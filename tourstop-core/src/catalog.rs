//! The ordered, immutable list of tour stops for a session.

use std::collections::HashSet;
use std::path::Path;

use chrono::NaiveDate;
use serde::Deserialize;

use crate::error::{TourError, TourResult};
use crate::event::{EventStatus, TourEvent};

#[derive(Debug, Clone)]
pub struct Catalog {
    events: Vec<TourEvent>,
}

/// On-disk TOML catalogs wrap the list in an `events` table array.
#[derive(Deserialize)]
struct CatalogFile {
    events: Vec<TourEvent>,
}

impl Catalog {
    /// Build a catalog, rejecting duplicate ids and malformed state codes.
    pub fn new(events: Vec<TourEvent>) -> TourResult<Self> {
        let mut seen = HashSet::new();
        for event in &events {
            if !seen.insert(event.id) {
                return Err(TourError::Catalog(format!("duplicate event id {}", event.id)));
            }
            if !is_state_code(&event.state) {
                return Err(TourError::Catalog(format!(
                    "event {} has invalid state code '{}'",
                    event.id, event.state
                )));
            }
        }
        Ok(Catalog { events })
    }

    /// The built-in tour schedule.
    pub fn demo() -> Self {
        let stop = |id, (y, m, d), university: &str, city: &str, state: &str, kind: &str, status| {
            TourEvent {
                id,
                date: NaiveDate::from_ymd_opt(y, m, d).expect("literal tour dates are valid"),
                university: university.to_string(),
                city: city.to_string(),
                state: state.to_string(),
                kind: kind.to_string(),
                status,
            }
        };

        Catalog {
            events: vec![
                stop(1, (2025, 9, 6), "Indiana University", "Bloomington", "IN", "Tailgate Stop", EventStatus::Past),
                stop(2, (2025, 10, 11), "Ohio State University", "Columbus", "OH", "Tailgate Stop", EventStatus::Past),
                stop(3, (2025, 10, 25), "University of Wisconsin", "Madison", "WI", "Tailgate Stop", EventStatus::Open),
                stop(4, (2025, 11, 8), "University of Michigan", "Ann Arbor", "MI", "Tailgate Stop", EventStatus::Open),
                stop(5, (2025, 11, 15), "Purdue University", "West Lafayette", "IN", "Club Night", EventStatus::Open),
                stop(6, (2025, 11, 22), "Penn State University", "State College", "PA", "Tailgate Stop", EventStatus::Hold),
            ],
        }
    }

    /// Load a catalog from a `.json` (array of events) or `.toml`
    /// (`[[events]]` tables) file.
    pub fn load(path: &Path) -> TourResult<Self> {
        let content = std::fs::read_to_string(path)?;

        let events = match path.extension().and_then(|e| e.to_str()) {
            Some("toml") => {
                toml::from_str::<CatalogFile>(&content)
                    .map_err(|e| TourError::Catalog(e.to_string()))?
                    .events
            }
            _ => serde_json::from_str::<Vec<TourEvent>>(&content)
                .map_err(|e| TourError::Catalog(e.to_string()))?,
        };

        tracing::debug!(path = %path.display(), count = events.len(), "Loaded catalog");
        Catalog::new(events)
    }

    pub fn events(&self) -> &[TourEvent] {
        &self.events
    }

    pub fn get(&self, id: u32) -> TourResult<&TourEvent> {
        self.events
            .iter()
            .find(|e| e.id == id)
            .ok_or(TourError::EventNotFound(id))
    }

    /// Distinct state codes in catalog order (used for the state selector).
    pub fn states(&self) -> Vec<&str> {
        let mut seen = HashSet::new();
        self.events
            .iter()
            .map(|e| e.state.as_str())
            .filter(|s| seen.insert(*s))
            .collect()
    }

    pub fn len(&self) -> usize {
        self.events.len()
    }

    pub fn is_empty(&self) -> bool {
        self.events.is_empty()
    }
}

fn is_state_code(s: &str) -> bool {
    s.len() == 2 && s.chars().all(|c| c.is_ascii_uppercase())
}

- **ACTIVITY**: Every line of the data must be reproduced exactly.

- **ANSWER TO THIS TASK**:
filename tourstop-core/src/catalog.rs
//! The ordered, immutable list of tour stops for a session.

use std::collections::HashSet;
use std::path::Path;

use chrono::NaiveDate;
use serde::Deserialize;

use crate::error::{TourError, TourResult};
use crate::event::{EventStatus, TourEvent};

#[derive(Debug, Clone)]
pub struct Catalog {
    events: Vec<TourEvent>,
}

/// On-disk TOML catalogs wrap the list in an `events` table array.
#[derive(Deserialize)]
struct CatalogFile {
    events: Vec<TourEvent>,
}

impl Catalog {
    /// Build a catalog, rejecting duplicate ids and malformed state codes.
    pub fn new(events: Vec<TourEvent>) -> TourResult<Self> {
        let mut seen = HashSet::new();
        for event in &events {
            if !seen.insert(event.id) {
                return Err(TourError::Catalog(format!("duplicate event id {}", event.id)));
            }
            if !is_state_code(&event.state) {
                return Err(TourError::Catalog(format!(
                    "event {} has invalid state code '{}'",
                    event.id, event.state
                )));
            }
        }
        Ok(Catalog { events })
    }

    /// The built-in tour schedule.
    pub fn demo() -> Self {
        let stop = |id, (y, m, d), university: &str, city: &str, state: &str, kind: &str, status| {
            TourEvent {
                id,
                date: NaiveDate::from_ymd_opt(y, m, d).expect("literal tour dates are valid"),
                university: university.to_string(),
                city: city.to_string(),
                state: state.to_string(),
                kind: kind.to_string(),
                status,
            }
        };

        Catalog {
            events: vec![
                stop(1, (2025, 9, 6), "Indiana University", "Bloomington", "IN", "Tailgate Stop", EventStatus::Past),
                stop(2, (2025, 10, 11), "Ohio State University", "Columbus", "OH", "Tailgate Stop", EventStatus::Past),
                stop(3, (2025, 10, 25), "University of Wisconsin", "Madison", "WI", "Tailgate Stop", EventStatus::Open),
                stop(4, (2025, 11, 8), "University of Michigan", "Ann Arbor", "MI", "Tailgate Stop", EventStatus::Open),
                stop(5, (2025, 11, 15), "Purdue University", "West Lafayette", "IN", "Club Night", EventStatus::Open),
                stop(6, (2025, 11, 22), "Penn State University", "State College", "PA", "Tailgate Stop", EventStatus::Hold),
            ],
        }
    }

    /// Load a catalog from a `.json` (array of events) or `.toml`
    /// (`[[events]]` tables) file.
    pub fn load(path: &Path) -> TourResult<Self> {
        let content = std::fs::read_to_string(path)?;

        let events = match path.extension().and_then(|e| e.to_str()) {
            Some("toml") => {
                toml::from_str::<CatalogFile>(&content)
                    .map_err(|e| TourError::Catalog(e.to_string()))?
                    .events
            }
            _ => serde_json::from_str::<Vec<TourEvent>>(&content)
                .map_err(|e| TourError::Catalog(e.to_string()))?,
        };

        tracing::debug!(path = %path.display(), count = events.len(), "Loaded catalog");
        Catalog::new(events)
    }

    pub fn events(&self) -> &[TourEvent] {
        &self.events
    }

    pub fn get(&self, id: u32) -> TourResult<&TourEvent> {
        self.events
            .iter()
            .find(|e| e.id == id)
            .ok_or(TourError::EventNotFound(id))
    }

    /// Distinct state codes in catalog order (used for the state selector).
    pub fn states(&self) -> Vec<&str> {
        let mut seen = HashSet::new();
        self.events
            .iter()
            .map(|e| e.state.as_str())
            .filter(|s| seen.insert(*s))
            .collect()
    }

    pub fn len(&self) -> usize {
        self.events.len()
    }

    pub fn is_empty(&self) -> bool {
        self.events.is_empty()
    }
}

fn is_state_code(s: &str) -> bool {
    s.len() == 2 && s.chars().all(|c| c.is_ascii_uppercase())
}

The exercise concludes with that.